Markets had been pricing in a 61% chance of a larger 50 bps increase similar to the Bank’s move at its July meeting, while economists’ consensus expectation was for a 25 bps hike. Rufaro Chiriseri writes
This split was also evident in the voting by the nine-member Monetary Policy Committee (MPC). Three MPC members dissented, with two voting for a 50 bps hike while one voted for no change. The BoE maintained its guidance that “if there were to be evidence of more persistent pressures, then further tightening in monetary policy would be required.”
Furthermore, new guidance stated that “the MPC would ensure the Bank Rate was sufficiently restrictive for sufficiently long …,” suggesting interest rates could remain higher for longer. The market read the policy statement as less hawkish and an indication that a hike to 5.75% may not be necessary after all; market pricing of the terminal Bank Rate subsequently fell from 5.80% to 5.70%. The pound declined roughly 0.5% against the U.S. dollar, and 2-year Gilt yields initially fell by 15 bps before settling around 4.90%.

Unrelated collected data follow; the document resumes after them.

impl Investigator {
    pub fn new(
        registry: AdapterRegistry,
        price: Arc<dyn PriceSource>,
        store: Option<Arc<dyn InvestigationStore>>,
        config: Config,
    ) -> Self {
        Self {
            registry,
            price,
            store,
            config,
        }
    }

    /// Production wiring from configuration
    pub fn from_config(config: &Config) -> Result<Self> {
        let registry = AdapterRegistry::from_config(config)?;

        let price: Arc<dyn PriceSource> = if config.price.enabled {
            let client = config
                .http_client()
                .map_err(|e| Error::Config(e.to_string()))?;
            Arc::new(CoinGeckoClient::new(
                client,
                config.price.coingecko_url.clone(),
            ))
        } else {
            Arc::new(StaticPriceSource::empty())
        };

        let store: Option<Arc<dyn InvestigationStore>> = config
            .storage
            .dir
            .as_ref()
            .map(|dir| Arc::new(JsonFileStore::new(dir)) as Arc<dyn InvestigationStore>);

        Ok(Self::new(registry, price, store, config.clone()))
    }

    /// Investigate with automatic chain detection
    pub async fn investigate(
        &self,
        address: &str,
        options: &InvestigateOptions,
    ) -> Result<WalletInvestigation> {
        let classified = detect::classify(address).map_err(|e| e.at_stage("classify"))?;
        self.run(classified, options).await
    }

    /// Investigate on an explicitly chosen chain, skipping detection
    pub async fn investigate_on(
        &self,
        chain: ChainKind,
        address: &str,
        options: &InvestigateOptions,
    ) -> Result<WalletInvestigation> {
        let trimmed = address.trim();
        let adapter = self.registry.get(chain)?;
        if !adapter.validate_address(trimmed) {
            return Err(Error::InvalidRequest(format!(
                "address {trimmed} is not valid for chain {chain}"
            )));
        }
        let classified = ClassifiedAddress {
            address: trimmed.to_string(),
            chain,
            confidence: 1.0,
        };
        self.run(classified, options).await
    }

    /// Investigate a batch concurrently, preserving input order
    pub async fn investigate_many(
        &self,
        addresses: &[String],
        options: &InvestigateOptions,
    ) -> Vec<(String, Result<WalletInvestigation>)> {
        let futures = addresses
            .iter()
            .map(|a| async move { (a.clone(), self.investigate(a, options).await) });
        join_all(futures).await
    }

    async fn run(
        &self,
        classified: ClassifiedAddress,
        options: &InvestigateOptions,
    ) -> Result<WalletInvestigation> {
        let limit = self.history_limit(options)?;
        let adapter = self.registry.get(classified.chain)?;
        let info = adapter.chain_info().clone();
        let address = classified.address.as_str();

        info!(address, chain = %classified.chain, limit, "starting investigation");

        let token_limit = if options.include_token_transfers { limit } else { 0 };
        let (balance, history, tokens) = tokio::join!(
            adapter.fetch_balance(address),
            adapter.fetch_transactions(address, limit),
            async {
                if token_limit == 0 {
                    return Ok(crate::chain::Sourced::primary(Vec::new()));
                }
                adapter.fetch_token_transfers(address, token_limit).await
            },
        );
        let balance = balance.map_err(|e| e.at_stage("balance-fetch"))?;
        let history = history.map_err(|e| e.at_stage("history-fetch"))?;
        let tokens = tokens.map_err(|e| e.at_stage("token-fetch"))?;

        let data_source = balance
            .provenance
            .worst(history.provenance)
            .worst(tokens.provenance);

        let transactions = merge_histories(history.value, tokens.value, limit);
        let balance = self.with_usd(balance.value).await;

        let analysis = stats::analyze(address, &transactions, info.family);
        let fund_flows = fund_flow::trace(address, &transactions);
        let flow_summary = fund_flow::summarize(&fund_flows);
        let risk = risk::assess(
            &analysis,
            &flow_summary,
            &transactions,
            &self.config.analysis.risk,
        );
        let opinion = opinion::synthesize(&analysis, &flow_summary, balance.usd_value);

        let investigation = WalletInvestigation {
            address: address.to_string(),
            chain: classified.chain,
            chain_info: info,
            classification_confidence: classified.confidence,
            balance,
            transactions,
            analysis,
            fund_flows,
            risk,
            opinion,
            degraded: data_source.is_degraded(),
            data_source,
            investigated_at: chrono::Utc::now(),
        };

        if let Some(store) = &self.store {
            // Persistence is best effort; the result is already complete
            if let Err(e) = store.store(&investigation).await {
                warn!(address, error = %e, "failed to store investigation");
            }
        }

        info!(
            address,
            risk_score = investigation.risk.score,
            degraded = investigation.degraded,
            "investigation complete"
        );

        Ok(investigation)
    }

    fn history_limit(&self, options: &InvestigateOptions) -> Result<usize> {
        let limit = options
            .max_transactions
            .unwrap_or(self.config.analysis.max_transactions);
        if limit == 0 {
            return Err(Error::InvalidRequest(
                "max_transactions must be positive".to_string(),
            ));
        }
        if limit > self.config.analysis.transaction_ceiling {
            return Err(Error::InvalidRequest(format!(
                "max_transactions {} exceeds ceiling {}",
                limit, self.config.analysis.transaction_ceiling
            )));
        }
        Ok(limit)
    }

    async fn with_usd(&self, mut balance: Balance) -> Balance {
        match self.price.usd_price(&balance.symbol).await {
            Ok(Some(price)) => {
                let amount = bigdecimal::ToPrimitive::to_f64(&balance.amount).unwrap_or(0.0);
                balance.usd_value = amount * price;
            }
            Ok(None) => {}
            Err(e) => {
                warn!(symbol = balance.symbol, error = %e, "price lookup failed");
            }
        }
        balance
    }

    pub fn supported_chains(&self) -> Vec<ChainKind> {
        self.registry.supported()
    }
}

Our base case is that the terminal rate will be 5.50%, provided the two wage growth and services inflation data reports between now and the BoE’s September meeting are in line with the August Monetary Policy Report (MPR). However, if the data come in above target levels, that view could be at risk, with a greater possibility of further tightening to 5.75%.
The August MPR cut growth forecasts over the next two years compared to the May MPR, while projecting the economy would narrowly avoid a recession. The latest report also expects inflation to drop to 5% by year’s end, but includes a larger upward revision to 1.7% from 1% for 2025. Interestingly, the central bankers do not appear to be putting much faith in their forecasting models; this issue was raised numerous times during the press conference and presents a challenge to the central bank’s credibility, in our view.